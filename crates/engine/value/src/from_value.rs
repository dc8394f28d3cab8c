use crate::{Record, Value, ValueKind};

#[derive(Debug, Clone, PartialEq, thiserror::Error)]
pub enum FromValueError {
    #[error("expected a {expected} value, found {found}")]
    UnexpectedKind { expected: ValueKind, found: ValueKind },
    #[error("expected a value, found nothing")]
    Absent,
}

/// Conversion out of the value model into a native type.
pub trait FromValue: Sized {
    fn from_value(value: Value) -> Result<Self, FromValueError>;
}

impl FromValue for Value {
    fn from_value(value: Value) -> Result<Self, FromValueError> {
        Ok(value)
    }
}

impl<T: FromValue> FromValue for Option<T> {
    fn from_value(value: Value) -> Result<Self, FromValueError> {
        match value {
            Value::Null => Ok(None),
            value => value.into_present().map(T::from_value).transpose(),
        }
    }
}

impl<T: FromValue> FromValue for Vec<T> {
    fn from_value(value: Value) -> Result<Self, FromValueError> {
        match present(value)? {
            Value::Sequence(items) => items.into_iter().map(T::from_value).collect(),
            other => Err(unexpected(ValueKind::Sequence, &other)),
        }
    }
}

macro_rules! from_value {
    ($ty:ty, $kind:ident) => {
        impl FromValue for $ty {
            fn from_value(value: Value) -> Result<Self, FromValueError> {
                match present(value)? {
                    Value::$kind(inner) => Ok(inner),
                    other => Err(unexpected(ValueKind::$kind, &other)),
                }
            }
        }
    };
}

from_value!(bool, Bool);
from_value!(i64, Int);
from_value!(f64, Float);
from_value!(String, String);
from_value!(Record, Record);

fn present(value: Value) -> Result<Value, FromValueError> {
    match value.into_present() {
        None | Some(Value::Null) => Err(FromValueError::Absent),
        Some(value) => Ok(value),
    }
}

fn unexpected(expected: ValueKind, found: &Value) -> FromValueError {
    FromValueError::UnexpectedKind {
        expected,
        found: found.kind(),
    }
}

#[cfg(test)]
mod tests {
    use super::*;

    #[test]
    fn typed_extraction() {
        assert_eq!(Value::present(3).into_typed::<i64>(), Ok(3));
        assert_eq!(Value::from(vec![1, 2]).into_typed::<Vec<i64>>(), Ok(vec![1, 2]));
        assert_eq!(Value::absent().into_typed::<Option<String>>(), Ok(None));
        assert_eq!(Value::Null.into_typed::<Option<bool>>(), Ok(None));
    }

    #[test]
    fn no_silent_coercion() {
        assert_eq!(
            Value::Int(1).into_typed::<f64>(),
            Err(FromValueError::UnexpectedKind {
                expected: ValueKind::Float,
                found: ValueKind::Int
            })
        );
        assert_eq!(Value::absent().into_typed::<i64>(), Err(FromValueError::Absent));
    }
}
use std::cmp::Ordering;

use crate::Value;

impl Value {
    fn rank(&self) -> u8 {
        match self {
            Value::Null => 0,
            Value::Bool(_) => 1,
            Value::Int(_) => 2,
            Value::Float(_) => 3,
            Value::String(_) => 4,
            Value::Record(_) => 5,
            Value::Sequence(_) => 6,
            Value::Optional(_) => 7,
        }
    }
}

// Floats use `total_cmp` so that equality stays reflexive and the ordering total.
impl Ord for Value {
    fn cmp(&self, other: &Self) -> Ordering {
        match (self, other) {
            (Value::Null, Value::Null) => Ordering::Equal,
            (Value::Bool(left), Value::Bool(right)) => left.cmp(right),
            (Value::Int(left), Value::Int(right)) => left.cmp(right),
            (Value::Float(left), Value::Float(right)) => left.total_cmp(right),
            (Value::String(left), Value::String(right)) => left.cmp(right),
            (Value::Record(left), Value::Record(right)) => left.cmp(right),
            (Value::Sequence(left), Value::Sequence(right)) => left.cmp(right),
            (Value::Optional(left), Value::Optional(right)) => left.cmp(right),
            _ => self.rank().cmp(&other.rank()),
        }
    }
}

impl PartialOrd for Value {
    fn partial_cmp(&self, other: &Self) -> Option<Ordering> {
        Some(self.cmp(other))
    }
}

impl PartialEq for Value {
    fn eq(&self, other: &Self) -> bool {
        self.cmp(other).is_eq()
    }
}

impl Eq for Value {}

● **Task statement**: Scan the material above for the word "UnexpectedKind". Copy each line where it occurs.

● **Result of this task**:
    UnexpectedKind { expected: ValueKind, found: ValueKind },
    FromValueError::UnexpectedKind {
            Err(FromValueError::UnexpectedKind {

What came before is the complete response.